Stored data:
——————

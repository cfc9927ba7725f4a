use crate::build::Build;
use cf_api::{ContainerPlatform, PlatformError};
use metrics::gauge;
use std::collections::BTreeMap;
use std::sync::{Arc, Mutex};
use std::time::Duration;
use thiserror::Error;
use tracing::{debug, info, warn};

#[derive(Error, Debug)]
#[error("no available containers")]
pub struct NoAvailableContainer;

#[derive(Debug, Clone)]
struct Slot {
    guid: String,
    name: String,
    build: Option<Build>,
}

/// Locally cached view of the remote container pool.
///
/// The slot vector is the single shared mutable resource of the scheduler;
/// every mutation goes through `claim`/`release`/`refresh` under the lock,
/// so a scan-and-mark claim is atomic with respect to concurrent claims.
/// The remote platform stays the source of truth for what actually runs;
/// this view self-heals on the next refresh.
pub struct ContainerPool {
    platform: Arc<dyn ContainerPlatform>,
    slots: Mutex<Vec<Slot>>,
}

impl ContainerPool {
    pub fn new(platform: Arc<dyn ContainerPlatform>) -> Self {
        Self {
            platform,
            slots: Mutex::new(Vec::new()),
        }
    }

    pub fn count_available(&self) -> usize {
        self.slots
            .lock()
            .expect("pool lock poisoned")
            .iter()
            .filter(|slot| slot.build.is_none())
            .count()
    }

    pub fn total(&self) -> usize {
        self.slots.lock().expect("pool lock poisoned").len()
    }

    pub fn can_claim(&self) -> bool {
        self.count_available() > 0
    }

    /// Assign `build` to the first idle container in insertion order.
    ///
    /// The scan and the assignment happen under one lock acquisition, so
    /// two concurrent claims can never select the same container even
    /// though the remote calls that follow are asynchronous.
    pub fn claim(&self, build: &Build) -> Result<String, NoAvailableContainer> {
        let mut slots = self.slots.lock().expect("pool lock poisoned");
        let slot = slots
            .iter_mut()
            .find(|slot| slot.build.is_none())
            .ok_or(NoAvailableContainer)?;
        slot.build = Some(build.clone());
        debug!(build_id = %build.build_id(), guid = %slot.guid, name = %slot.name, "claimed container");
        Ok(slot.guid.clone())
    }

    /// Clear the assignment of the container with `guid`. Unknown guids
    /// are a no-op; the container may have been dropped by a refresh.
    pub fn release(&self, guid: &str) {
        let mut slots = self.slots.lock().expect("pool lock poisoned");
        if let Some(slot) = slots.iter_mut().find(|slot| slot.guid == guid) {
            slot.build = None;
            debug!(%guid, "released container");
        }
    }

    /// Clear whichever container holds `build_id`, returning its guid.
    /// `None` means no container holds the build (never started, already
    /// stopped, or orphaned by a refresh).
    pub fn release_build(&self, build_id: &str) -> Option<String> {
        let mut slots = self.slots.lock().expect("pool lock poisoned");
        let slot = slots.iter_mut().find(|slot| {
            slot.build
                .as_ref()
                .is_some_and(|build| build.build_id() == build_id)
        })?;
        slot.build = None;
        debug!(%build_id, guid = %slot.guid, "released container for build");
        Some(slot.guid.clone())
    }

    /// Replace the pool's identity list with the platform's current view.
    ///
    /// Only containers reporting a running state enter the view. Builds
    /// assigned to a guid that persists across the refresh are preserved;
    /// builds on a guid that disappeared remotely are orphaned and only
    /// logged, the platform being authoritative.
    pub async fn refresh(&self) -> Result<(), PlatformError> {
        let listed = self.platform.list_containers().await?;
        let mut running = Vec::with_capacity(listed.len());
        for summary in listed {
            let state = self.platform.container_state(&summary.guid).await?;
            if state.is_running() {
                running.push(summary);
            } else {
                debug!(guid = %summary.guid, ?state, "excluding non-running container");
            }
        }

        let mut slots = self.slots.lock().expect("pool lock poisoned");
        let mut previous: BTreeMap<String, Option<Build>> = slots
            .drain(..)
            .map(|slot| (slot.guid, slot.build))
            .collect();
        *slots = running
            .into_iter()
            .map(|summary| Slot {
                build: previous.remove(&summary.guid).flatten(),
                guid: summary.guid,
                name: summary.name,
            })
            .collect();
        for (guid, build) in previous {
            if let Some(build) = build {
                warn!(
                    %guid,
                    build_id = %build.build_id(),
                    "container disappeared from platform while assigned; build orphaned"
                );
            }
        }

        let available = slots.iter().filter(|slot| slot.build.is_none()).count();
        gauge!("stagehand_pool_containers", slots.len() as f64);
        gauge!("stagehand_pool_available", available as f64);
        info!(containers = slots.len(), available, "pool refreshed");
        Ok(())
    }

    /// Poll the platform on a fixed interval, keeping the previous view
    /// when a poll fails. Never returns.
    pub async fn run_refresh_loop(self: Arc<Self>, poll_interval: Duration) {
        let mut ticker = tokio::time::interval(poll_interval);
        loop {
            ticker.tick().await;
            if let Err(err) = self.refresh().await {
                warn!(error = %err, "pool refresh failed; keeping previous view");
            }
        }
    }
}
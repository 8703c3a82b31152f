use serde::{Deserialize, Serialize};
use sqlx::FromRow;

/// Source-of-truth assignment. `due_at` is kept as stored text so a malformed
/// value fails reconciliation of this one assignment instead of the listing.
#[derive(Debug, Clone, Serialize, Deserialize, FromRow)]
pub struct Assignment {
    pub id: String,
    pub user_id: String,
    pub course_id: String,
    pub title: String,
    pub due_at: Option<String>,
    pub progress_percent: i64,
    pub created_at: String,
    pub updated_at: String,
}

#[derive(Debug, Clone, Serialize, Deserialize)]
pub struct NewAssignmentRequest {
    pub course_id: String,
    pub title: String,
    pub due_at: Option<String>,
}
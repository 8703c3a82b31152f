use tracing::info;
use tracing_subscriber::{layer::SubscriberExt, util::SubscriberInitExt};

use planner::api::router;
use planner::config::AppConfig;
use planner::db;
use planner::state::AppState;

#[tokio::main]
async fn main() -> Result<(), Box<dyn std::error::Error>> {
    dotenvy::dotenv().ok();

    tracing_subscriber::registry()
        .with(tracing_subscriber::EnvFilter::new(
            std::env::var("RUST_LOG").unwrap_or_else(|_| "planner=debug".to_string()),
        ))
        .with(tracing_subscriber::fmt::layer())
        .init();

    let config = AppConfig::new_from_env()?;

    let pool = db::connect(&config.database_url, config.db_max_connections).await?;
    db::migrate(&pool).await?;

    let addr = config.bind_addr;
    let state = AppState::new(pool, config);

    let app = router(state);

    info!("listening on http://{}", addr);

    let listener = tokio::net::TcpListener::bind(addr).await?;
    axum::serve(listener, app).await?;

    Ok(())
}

——————

# THE PROBLEM:
The records above are to be restated word for word, in full.

# ANSWER TO THE PROBLEM:
repository cfc9927ba7725f4a
use crate::build::Build;
use cf_api::{ContainerPlatform, PlatformError};
use metrics::gauge;
use std::collections::BTreeMap;
use std::sync::{Arc, Mutex};
use std::time::Duration;
use thiserror::Error;
use tracing::{debug, info, warn};

#[derive(Error, Debug)]
#[error("no available containers")]
pub struct NoAvailableContainer;

#[derive(Debug, Clone)]
struct Slot {
    guid: String,
    name: String,
    build: Option<Build>,
}

/// Locally cached view of the remote container pool.
///
/// The slot vector is the single shared mutable resource of the scheduler;
/// every mutation goes through `claim`/`release`/`refresh` under the lock,
/// so a scan-and-mark claim is atomic with respect to concurrent claims.
/// The remote platform stays the source of truth for what actually runs;
/// this view self-heals on the next refresh.
pub struct ContainerPool {
    platform: Arc<dyn ContainerPlatform>,
    slots: Mutex<Vec<Slot>>,
}

impl ContainerPool {
    pub fn new(platform: Arc<dyn ContainerPlatform>) -> Self {
        Self {
            platform,
            slots: Mutex::new(Vec::new()),
        }
    }

    pub fn count_available(&self) -> usize {
        self.slots
            .lock()
            .expect("pool lock poisoned")
            .iter()
            .filter(|slot| slot.build.is_none())
            .count()
    }

    pub fn total(&self) -> usize {
        self.slots.lock().expect("pool lock poisoned").len()
    }

    pub fn can_claim(&self) -> bool {
        self.count_available() > 0
    }

    /// Assign `build` to the first idle container in insertion order.
    ///
    /// The scan and the assignment happen under one lock acquisition, so
    /// two concurrent claims can never select the same container even
    /// though the remote calls that follow are asynchronous.
    pub fn claim(&self, build: &Build) -> Result<String, NoAvailableContainer> {
        let mut slots = self.slots.lock().expect("pool lock poisoned");
        let slot = slots
            .iter_mut()
            .find(|slot| slot.build.is_none())
            .ok_or(NoAvailableContainer)?;
        slot.build = Some(build.clone());
        debug!(build_id = %build.build_id(), guid = %slot.guid, name = %slot.name, "claimed container");
        Ok(slot.guid.clone())
    }

    /// Clear the assignment of the container with `guid`. Unknown guids
    /// are a no-op; the container may have been dropped by a refresh.
    pub fn release(&self, guid: &str) {
        let mut slots = self.slots.lock().expect("pool lock poisoned");
        if let Some(slot) = slots.iter_mut().find(|slot| slot.guid == guid) {
            slot.build = None;
            debug!(%guid, "released container");
        }
    }

    /// Clear whichever container holds `build_id`, returning its guid.
    /// `None` means no container holds the build (never started, already
    /// stopped, or orphaned by a refresh).
    pub fn release_build(&self, build_id: &str) -> Option<String> {
        let mut slots = self.slots.lock().expect("pool lock poisoned");
        let slot = slots.iter_mut().find(|slot| {
            slot.build
                .as_ref()
                .is_some_and(|build| build.build_id() == build_id)
        })?;
        slot.build = None;
        debug!(%build_id, guid = %slot.guid, "released container for build");
        Some(slot.guid.clone())
    }

    /// Replace the pool's identity list with the platform's current view.
    ///
    /// Only containers reporting a running state enter the view. Builds
    /// assigned to a guid that persists across the refresh are preserved;
    /// builds on a guid that disappeared remotely are orphaned and only
    /// logged, the platform being authoritative.
    pub async fn refresh(&self) -> Result<(), PlatformError> {
        let listed = self.platform.list_containers().await?;
        let mut running = Vec::with_capacity(listed.len());
        for summary in listed {
            let state = self.platform.container_state(&summary.guid).await?;
            if state.is_running() {
                running.push(summary);
            } else {
                debug!(guid = %summary.guid, ?state, "excluding non-running container");
            }
        }

        let mut slots = self.slots.lock().expect("pool lock poisoned");
        let mut previous: BTreeMap<String, Option<Build>> = slots
            .drain(..)
            .map(|slot| (slot.guid, slot.build))
            .collect();
        *slots = running
            .into_iter()
            .map(|summary| Slot {
                build: previous.remove(&summary.guid).flatten(),
                guid: summary.guid,
                name: summary.name,
            })
            .collect();
        for (guid, build) in previous {
            if let Some(build) = build {
                warn!(
                    %guid,
                    build_id = %build.build_id(),
                    "container disappeared from platform while assigned; build orphaned"
                );
            }
        }

        let available = slots.iter().filter(|slot| slot.build.is_none()).count();
        gauge!("stagehand_pool_containers", slots.len() as f64);
        gauge!("stagehand_pool_available", available as f64);
        info!(containers = slots.len(), available, "pool refreshed");
        Ok(())
    }

    /// Poll the platform on a fixed interval, keeping the previous view
    /// when a poll fails. Never returns.
    pub async fn run_refresh_loop(self: Arc<Self>, poll_interval: Duration) {
        let mut ticker = tokio::time::interval(poll_interval);
        loop {
            ticker.tick().await;
            if let Err(err) = self.refresh().await {
                warn!(error = %err, "pool refresh failed; keeping previous view");
            }
        }
    }
}
repository 8703c3a82b31152f
use serde::{Deserialize, Serialize};
use sqlx::FromRow;

/// Source-of-truth assignment. `due_at` is kept as stored text so a malformed
/// value fails reconciliation of this one assignment instead of the listing.
#[derive(Debug, Clone, Serialize, Deserialize, FromRow)]
pub struct Assignment {
    pub id: String,
    pub user_id: String,
    pub course_id: String,
    pub title: String,
    pub due_at: Option<String>,
    pub progress_percent: i64,
    pub created_at: String,
    pub updated_at: String,
}

#[derive(Debug, Clone, Serialize, Deserialize)]
pub struct NewAssignmentRequest {
    pub course_id: String,
    pub title: String,
    pub due_at: Option<String>,
}
repository 8703c3a82b31152f
use tracing::info;
use tracing_subscriber::{layer::SubscriberExt, util::SubscriberInitExt};

use planner::api::router;
use planner::config::AppConfig;
use planner::db;
use planner::state::AppState;

#[tokio::main]
async fn main() -> Result<(), Box<dyn std::error::Error>> {
    dotenvy::dotenv().ok();

    tracing_subscriber::registry()
        .with(tracing_subscriber::EnvFilter::new(
            std::env::var("RUST_LOG").unwrap_or_else(|_| "planner=debug".to_string()),
        ))
        .with(tracing_subscriber::fmt::layer())
        .init();

    let config = AppConfig::new_from_env()?;

    let pool = db::connect(&config.database_url, config.db_max_connections).await?;
    db::migrate(&pool).await?;

    let addr = config.bind_addr;
    let state = AppState::new(pool, config);

    let app = router(state);

    info!("listening on http://{}", addr);

    let listener = tokio::net::TcpListener::bind(addr).await?;
    axum::serve(listener, app).await?;

    Ok(())
}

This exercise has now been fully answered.